That is, the embodiment of the present invention relates to a polyamide-imide resin composition for producing a nonwoven fabric, comprising (A) a polyamide-imide resin having a number average molecular weight of 20,000 or more and (B) dimethylacetamide.
Other embodiment is related with the nonwoven fabric formed using the said polyamide-imide resin composition.

  According to this embodiment, the polyamide-imide resin composition which can be used conveniently for manufacture of the nonwoven fabric by which the outstanding heat resistance is requested | required can be provided. Since the said polyamideimide resin composition contains dimethylacetamide as a solvent, it is preferable also from a viewpoint of environmental conservation and safety and health.

Hereinafter, preferred embodiments will be described. However, the present invention is not limited to the following embodiments.
1. Polyamideimide resin composition When using non-woven fabric for heat-resistant filters used in high-temperature environments such as battery separators and fuel exhaust gas filters, the resin has a glass transition temperature of 270 ° C or higher from the viewpoint of obtaining sufficient heat resistance. It is preferable to have (Tg). In addition, Tg described in this specification means a value obtained by measurement according to a TMA (Thermal Mechanical Analysis) method, and details will be described later in Examples. The Tg of the resin is more preferably 275 ° C. or higher, and further preferably 280 ° C. or higher.
On the other hand, in one embodiment, the polyamide-imide resin composition includes (A) a polyamide-imide resin having a number average molecular weight of 20,000 or more and (B) dimethylacetamide as a solvent. According to the polyamideimide resin composition of the above embodiment, it is easy to obtain a Tg of 270 ° C. or more by using a polyamideimide resin having a number average molecular weight of 20,000 or more, and excellent in dimethylacetamide. High solubility can also be obtained. Therefore, a nonwoven fabric excellent in heat resistance can be efficiently produced using the polyamideimide resin composition. The nonwoven fabric can be suitably used for applications requiring high heat resistance such as battery separators and heat-resistant filters. Hereinafter, the components of the polyamideimide resin composition will be described. In the following description, the polyamideimide resin composition may be referred to as “resin composition”.

<Polyamideimide resin>
The component (A) polyamideimide resin is a resin obtained by reacting a diisocyanate compound with a tribasic acid anhydride or tribasic acid halide as an acid component. Here, each raw material compound may be used in combination of any plural kinds.

  Although it does not specifically limit as a diisocyanate compound, 4,4'- diphenylmethane diisocyanate, xylylene diisocyanate, 3,3'-diphenylmethane diisocyanate, 3,3'-dimethoxybiphenyl-4,4'-diisocyanate, paraphenylene diisocyanate, hexa Examples include methylene diisocyanate, tolylene diisocyanate, naphthalene diisocyanate, and isophorone diisocyanate. From the viewpoint of reactivity, it is preferable to use 4,4'-diphenylmethane diisocyanate.

  In one embodiment, the polyamideimide resin may partially use a diamine compound in addition to the diisocyanate. Examples of the diamine compound include 4,4′-diaminodiphenylmethane, 4,4′-diaminodiphenyl ether, 4,4′-diaminodiphenylsulfone, 3,3′-diaminodiphenylsulfone, xylylenediamine, phenylenediamine, and isophoronediamine. Can be mentioned.

  The tribasic acid anhydride is not particularly limited, but an aromatic tribasic acid anhydride is preferably used, and trimellitic acid anhydride is particularly preferable. The tribasic acid halide is not particularly limited, but tribasic acid chloride and further aromatic tribasic acid chloride are preferable, and examples include trimellitic anhydride chloride (trimellitic anhydride chloride). From the viewpoint of reducing the environmental load, it is preferable to use trimellitic anhydride or the like.

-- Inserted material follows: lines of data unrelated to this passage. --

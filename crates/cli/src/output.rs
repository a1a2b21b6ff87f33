// Output formatting for CLI

use anyhow::Result;
use serde::Serialize;

#[derive(Clone, Copy)]
pub enum OutputFormat {
    Text,
    Json,
    Yaml,
}

impl OutputFormat {
    pub fn from_str(s: &str) -> Self {
        match s {
            "json" => OutputFormat::Json,
            "yaml" => OutputFormat::Yaml,
            _ => OutputFormat::Text,
        }
    }

    pub fn print_value<T: Serialize>(&self, value: &T) -> Result<()> {
        match self {
            OutputFormat::Json => {
                println!("{}", serde_json::to_string_pretty(value)?);
            }
            OutputFormat::Yaml => {
                println!("{}", serde_yaml::to_string(value)?);
            }
            OutputFormat::Text => {
                // Text format is handled by each command
            }
        }
        Ok(())
    }

    pub fn is_text(&self) -> bool {
        matches!(self, OutputFormat::Text)
    }
}

/// Print a simple key-value pair for text output
pub fn print_field(label: &str, value: &str) {
    println!("{:<14} {}", format!("{}:", label), value);
}

/// Print a table header
pub fn print_table_header(columns: &[(&str, usize)]) {
    let header: String = columns
        .iter()
        .map(|(name, width)| format!("{:<width$}", name, width = width))
        .collect::<Vec<_>>()
        .join("  ");
    println!("{}", header);
}

/// Print a table row, truncating cells wider than their column
pub fn print_table_row(values: &[(&str, usize)]) {
    let row: String = values
        .iter()
        .map(|(val, width)| format!("{:<width$}", truncate(val, *width), width = width))
        .collect::<Vec<_>>()
        .join("  ");
    println!("{}", row);
}

fn truncate(value: &str, width: usize) -> String {
    if value.chars().count() <= width {
        return value.to_string();
    }
    let keep = width.saturating_sub(3);
    format!("{}...", value.chars().take(keep).collect::<String>())
}

/// Unread badge text; empty when there is nothing unread
pub fn badge(count: usize) -> String {
    match count {
        0 => String::new(),
        1..=99 => format!("({} new)", count),
        _ => "(99+ new)".to_string(),
    }
}

#[cfg(test)]
mod tests {
    use super::*;

    #[test]
    fn test_truncate_respects_char_boundaries() {
        assert_eq!(truncate("short", 10), "short");
        assert_eq!(truncate("Projekt gelöscht", 10), "Projekt...");
    }

    #[test]
    fn test_badge() {
        assert_eq!(badge(0), "");
        assert_eq!(badge(3), "(3 new)");
        assert_eq!(badge(250), "(99+ new)");
    }
}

As the acid component, in addition to the above-mentioned tribasic acid anhydride (or tribasic acid halide), saturated or unsaturated polybasic acids such as dicarboxylic acid and tetracarboxylic dianhydride are used, and the properties of the polyamideimide resin are impaired. It can be used in a range that does not exist.
Although it does not specifically limit as dicarboxylic acid, A terephthalic acid, isophthalic acid, adipic acid, sebacic acid, etc. are mentioned. The tetracarboxylic dianhydride is not particularly limited, and examples thereof include pyromellitic dianhydride, benzophenone tetracarboxylic dianhydride, and biphenyltetracarboxylic dianhydride. These may be used alone or in any combination of a plurality of types.
The total amount of carboxylic acids other than tribasic acids (dicarboxylic acid and tetracarboxylic acid) is preferably used in the range of 0 to 50 mol% in the total carboxylic acid from the viewpoint of maintaining the properties of the polyamideimide resin. More preferably, it is in the range of ˜30 mol%.

  Use ratio of diisocyanate (and diamine) and acid component (total amount of tribasic acid anhydride or tribasic acid anhydride halide and dicarboxylic acid and tetracarboxylic dianhydride used as required) is the polyamide produced From the viewpoint of the molecular weight of the imide resin and the degree of crosslinking, the diisocyanate compound (and diamine compound) is preferably 0.8 to 1.1 mol with respect to the total amount of 1.0 mol of the acid component, 0.95 to 1. The amount is more preferably 08 mol, and particularly preferably 1.0 to 1.08 mol.

  In one embodiment, the polyamideimide resin may be a blocked polyamideimide resin in which a terminal isocyanate group is treated with a blocking agent (terminal blocking agent). Examples of endblocking agents that can be used include alcohols, oximes, and lactams. In the polyamideimide resin composition, when a blocked polyamide resin is used, decomposition due to hydrolysis is suppressed and stability over time is improved, so that excellent heat resistance can be easily obtained.

In one embodiment, the number average molecular weight of the polyamideimide resin is preferably 5,000 or more, more preferably 10,000 or more, and more preferably 15,000 or more from the viewpoint of ensuring mechanical strength in the spinning process. More preferably. Moreover, it is preferable that it is 20,000 or more from a viewpoint of ensuring the desired heat resistance when shape | molded in the form of a nonwoven fabric. On the other hand, the number average molecular weight is preferably 50,000 or less and more preferably 45,000 or less from the viewpoint of ensuring solubility in a solvent and easily obtaining a viscosity suitable for the spinning process. Preferably, 40,000 or less is more preferable.
In one embodiment, the number average molecular weight of the polyamideimide resin is preferably in the range of 20,000 to 35,000. When a polyamideimide resin having a number average molecular weight within the above range is used, it becomes easy to obtain a good balance between heat resistance and solubility, and the spinning process can be carried out satisfactorily.

  The number average molecular weight of the polyamideimide resin is sampled at the time of resin synthesis, measured by gel permeation chromatography (GPC) using a standard polystyrene calibration curve, and the synthesis is continued until the target number average molecular weight is reached. By doing so, it can be managed within the preferable range. The GPC measurement conditions will be described later.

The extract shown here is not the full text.